Data for this task section start

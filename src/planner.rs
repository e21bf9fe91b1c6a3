use tracing::warn;

use crate::diet::DietRules;
use crate::error::ServiceError;
use crate::prompts;
use crate::providers::{ChatRequest, Provider};
use crate::settings::Settings;

/// Moderate temperature: varied meal suggestions that stay on-topic.
pub const GENERATION_TEMPERATURE: f32 = 0.7;

#[derive(Debug, Clone)]
pub struct MealPlan {
    pub text: String,
}

/// Meal Plan Generation Service. Stateless per request; the only suspension
/// point is the single provider call.
#[derive(Debug, Clone)]
pub struct MealPlanner<P: Provider + Clone> {
    provider: P,
    settings: Settings,
    rules: DietRules,
}

impl<P: Provider + Clone> MealPlanner<P> {
    pub fn new(provider: P, settings: Settings, rules: DietRules) -> Self {
        Self {
            provider,
            settings,
            rules,
        }
    }

    pub fn rules(&self) -> &DietRules {
        &self.rules
    }

    pub async fn generate(
        &self,
        culture: &str,
        dietary_restrictions: Option<&str>,
    ) -> Result<MealPlan, ServiceError> {
        let culture = culture.trim();
        if culture.is_empty() {
            return Err(ServiceError::invalid_input(
                "Please specify your cultural background",
            ));
        }

        let system =
            prompts::render_meal_plan_system(&self.rules).map_err(ServiceError::GenerationFailed)?;
        let user = prompts::render_meal_plan_user(culture, dietary_restrictions)
            .map_err(ServiceError::GenerationFailed)?;

        let request = ChatRequest {
            system,
            user,
            temperature: GENERATION_TEMPERATURE,
            max_output_tokens: self.settings.generation_max_tokens,
        };

        // The generated text is returned unmodified; the grounding text in
        // the system prompt is the only compliance control.
        let text = self.provider.complete(request).await.map_err(|err| {
            warn!("meal plan generation failed: {:#}", err);
            ServiceError::GenerationFailed(err)
        })?;
        Ok(MealPlan { text })
    }
}
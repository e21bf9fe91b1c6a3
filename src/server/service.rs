use axum::http::StatusCode;

use crate::error::ServiceError;
use crate::planner::MealPlanner;
use crate::providers::{self, ProviderImpl};
use crate::settings::Settings;
use crate::translator::PlanTranslator;

use super::models::{
    GenerateMealsRequest, GenerateMealsResponse, TranslateRequest, TranslateResponse,
};
use super::state::ServerState;

#[derive(Debug)]
pub(crate) struct ServerError {
    pub(crate) status: StatusCode,
    pub(crate) message: String,
}

impl ServerError {
    fn bad_request(message: impl Into<String>) -> Self {
        Self {
            status: StatusCode::BAD_REQUEST,
            message: message.into(),
        }
    }

    fn internal(message: impl Into<String>) -> Self {
        Self {
            status: StatusCode::INTERNAL_SERVER_ERROR,
            message: message.into(),
        }
    }
}

impl From<ServiceError> for ServerError {
    fn from(err: ServiceError) -> Self {
        match err {
            ServiceError::InvalidInput(message) => ServerError::bad_request(message),
            // Upstream generation failed; the caller gets the generic
            // message, details were already logged at the service layer.
            failure => Self {
                status: StatusCode::BAD_GATEWAY,
                message: failure.to_string(),
            },
        }
    }
}

pub(crate) async fn generate_request(
    state: &ServerState,
    request: GenerateMealsRequest,
) -> Result<GenerateMealsResponse, ServerError> {
    let culture = request.culture.unwrap_or_default();
    if culture.trim().is_empty() {
        return Err(ServerError::bad_request(
            "Please specify your cultural background",
        ));
    }

    let provider = resolve_provider(&state.settings)?;
    let planner = MealPlanner::new(provider, state.settings.clone(), state.rules.clone());
    let plan = planner
        .generate(&culture, request.dietary_restrictions.as_deref())
        .await?;
    Ok(GenerateMealsResponse {
        meal_plan_text: plan.text,
    })
}

pub(crate) async fn translate_request(
    state: &ServerState,
    request: TranslateRequest,
) -> Result<TranslateResponse, ServerError> {
    let text = request.text.unwrap_or_default();
    let language_name = request.language_name.unwrap_or_default();
    if text.trim().is_empty() || language_name.trim().is_empty() {
        return Err(ServerError::bad_request("Missing text or language"));
    }

    let provider = resolve_provider(&state.settings)?;
    let translator = PlanTranslator::new(provider, state.settings.clone());
    let translation = translator.translate(&text, &language_name).await?;
    Ok(TranslateResponse {
        translated_text: translation.text,
    })
}

fn resolve_provider(settings: &Settings) -> Result<ProviderImpl, ServerError> {
    let selection = providers::resolve_provider_selection(settings.default_model.as_deref(), None)
        .map_err(|err| ServerError::internal(err.to_string()))?;
    let key = providers::resolve_key(selection.provider, None)
        .map_err(|err| ServerError::internal(err.to_string()))?;
    Ok(providers::build_provider(
        selection.provider,
        key,
        selection.requested_model.as_deref(),
    ))
}
use anyhow::{Context, Result, anyhow};
use serde::Deserialize;
use serde_json::json;

use super::{ChatRequest, Provider, ProviderFuture};

const DEFAULT_BASE_URL: &str = "https://api.openai.com/v1";
pub(crate) const DEFAULT_MODEL: &str = "gpt-4";

#[derive(Debug, Clone)]
pub struct OpenAI {
    key: String,
    model: String,
}

impl OpenAI {
    pub fn new(key: impl Into<String>) -> Self {
        Self {
            key: key.into(),
            model: DEFAULT_MODEL.to_string(),
        }
    }

    pub fn with_model(mut self, model: impl Into<String>) -> Self {
        let model = model.into();
        if !model.trim().is_empty() {
            self.model = model;
        }
        self
    }
}

impl Provider for OpenAI {
    fn complete(&self, request: ChatRequest) -> ProviderFuture {
        let provider = self.clone();
        Box::pin(async move {
            let client = reqwest::Client::new();
            let url = format!("{}/chat/completions", base_url());

            let body = json!({
                "model": provider.model,
                "messages": [
                    {"role": "system", "content": request.system},
                    {"role": "user", "content": request.user}
                ],
                "temperature": request.temperature,
                "max_tokens": request.max_output_tokens
            });

            let response = client
                .post(&url)
                .bearer_auth(provider.key.clone())
                .json(&body)
                .send()
                .await?;

            let status = response.status();
            let text = response.text().await.unwrap_or_default();
            if !status.is_success() {
                return Err(anyhow!(
                    "OpenAI API error ({}): {}",
                    status,
                    extract_openai_error(&text).unwrap_or(text)
                ));
            }
            extract_message_content(&text)
        })
    }
}

fn base_url() -> String {
    std::env::var("OPENAI_BASE_URL").unwrap_or_else(|_| DEFAULT_BASE_URL.to_string())
}

fn extract_message_content(text: &str) -> Result<String> {
    let payload: OpenAIResponse =
        serde_json::from_str(text).with_context(|| "failed to parse OpenAI response JSON")?;
    let content = payload
        .choices
        .first()
        .and_then(|choice| choice.message.content.as_deref())
        .ok_or_else(|| anyhow!("no completion returned from OpenAI"))?;
    if content.trim().is_empty() {
        return Err(anyhow!("OpenAI returned an empty completion"));
    }
    Ok(content.to_string())
}

fn extract_openai_error(body: &str) -> Option<String> {
    #[derive(Deserialize)]
    struct ErrorBody {
        error: Option<OpenAIError>,
    }

    #[derive(Deserialize)]
    struct OpenAIError {
        message: Option<String>,
        #[serde(rename = "type")]
        kind: Option<String>,
        code: Option<String>,
    }

    let parsed: ErrorBody = serde_json::from_str(body).ok()?;
    let error = parsed.error?;
    let mut parts = Vec::new();
    if let Some(message) = error.message {
        if !message.trim().is_empty() {
            parts.push(message);
        }
    }
    if let Some(kind) = error.kind {
        if !kind.trim().is_empty() {
            parts.push(format!("type: {}", kind));
        }
    }
    if let Some(code) = error.code {
        if !code.trim().is_empty() {
            parts.push(format!("code: {}", code));
        }
    }
    if parts.is_empty() {
        Some("unknown error".to_string())
    } else {
        Some(parts.join(" | "))
    }
}

#[derive(Debug, Deserialize)]
struct OpenAIResponse {
    choices: Vec<OpenAIChoice>,
}

#[derive(Debug, Deserialize)]
struct OpenAIChoice {
    message: OpenAIMessage,
}

#[derive(Debug, Deserialize)]
struct OpenAIMessage {
    content: Option<String>,
}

Data for this task section end

■ What is required:
Using only the data above, copy out the lines that include the word "filename".

■ Answer for this exercise:
filename src/planner.rs
filename src/server/service.rs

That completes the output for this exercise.